Final answer:
The likely genotype of the offspring (person 3) when both parents (person 1 and person 2) are heterozygous (Aa) is indeterminable without additional phenotype or inheritance pattern information, though there are possibilities for the offspring to be homozygous dominant (AA), heterozygous (Aa), or homozygous recessive (aa).
Step-by-step explanation:
If both person 1 and person 2 are heterozygous, represented by the genotype Aa, and they were to have offspring, denoted as person 3, we can predict the likely genotype of person 3 using a simple Punnett square to determine all possible genotypes for their offspring. According to Mendelian genetics, there is a 1 in 4 chance that the offspring will be homozygous dominant (AA), a 1 in 2 chance that the offspring will be heterozygous (Aa), and a 1 in 4 chance that the offspring will be homozygous recessive (aa).

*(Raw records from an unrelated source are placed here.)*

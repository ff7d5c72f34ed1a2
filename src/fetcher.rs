use anyhow::Result;
use reqwest::StatusCode;
use reqwest::blocking::Client;
use serde_json::Value;

use crate::config::{Config, Credentials};
use crate::error::FatalError;
use crate::models::RawProductEntry;
use crate::parser;

/// An authenticated backend session. The client carries the login cookies;
/// clones share the same connection pool and cookie jar, so workers can
/// fetch concurrently against one login.
#[derive(Clone, Debug)]
pub struct Session {
    client: Client,
    login_url: String,
    product_url: String,
    price_url: String,
}

impl Session {
    /// Two-step login handshake: the first POST submits the username alone
    /// (primes server-side state), the second submits username + password.
    /// A 200 on the second request is taken as authenticated; the body is
    /// not inspected.
    pub fn login(config: &Config, credentials: &Credentials) -> Result<Self, FatalError> {
        let client = Client::builder()
            .cookie_store(true)
            .timeout(config.request_timeout)
            .build()?;

        let session = Self {
            client,
            login_url: config.endpoints.login.clone(),
            product_url: config.endpoints.product_search.clone(),
            price_url: config.endpoints.marketing_price.clone(),
        };

        session
            .client
            .post(&session.login_url)
            .form(&[("user", credentials.username.as_str())])
            .send()?;

        session
            .client
            .post(&session.login_url)
            .form(&[
                ("user", credentials.username.as_str()),
                ("password", credentials.password.as_str()),
            ])
            .send()?
            .error_for_status()?;

        println!("[LOGIN] Logged in successfully.");
        Ok(session)
    }

    /// One search probe. Transport errors, non-2xx statuses and non-JSON
    /// bodies are all `Err`; the caller decides what a failed probe means.
    pub fn fetch_products_for_term(&self, term: &str) -> Result<Vec<RawProductEntry>> {
        let data: Value = self
            .client
            .post(&self.product_url)
            .form(&[("param", term)])
            .send()?
            .error_for_status()?
            .json()?;
        Ok(parser::entries_from_json(&data))
    }

    /// One marketing-price lookup. The price arrives as a raw text body;
    /// any status other than 200 resolves to an empty price.
    pub fn fetch_price(&self, id: &str) -> Result<String> {
        let resp = self
            .client
            .post(&self.price_url)
            .form(&[("id", id)])
            .send()?;
        if resp.status() != StatusCode::OK {
            return Ok(String::new());
        }
        Ok(resp.text()?.trim().to_string())
    }
}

Therefore, the likely genotype of their offspring could either be homozygous dominant, heterozygous, or homozygous recessive but without additional information such as the phenotype of person 3 or the pattern of inheritance, we cannot determine the exact genotype of person 3.
Given that both parents have at least one normal allele as they are heterozygous, it's crucial to understand that while their offspring have possibilities of different genotypes, the actual genotype for each child is a result of random assortment and segregation of alleles during gamete formation and fertilization.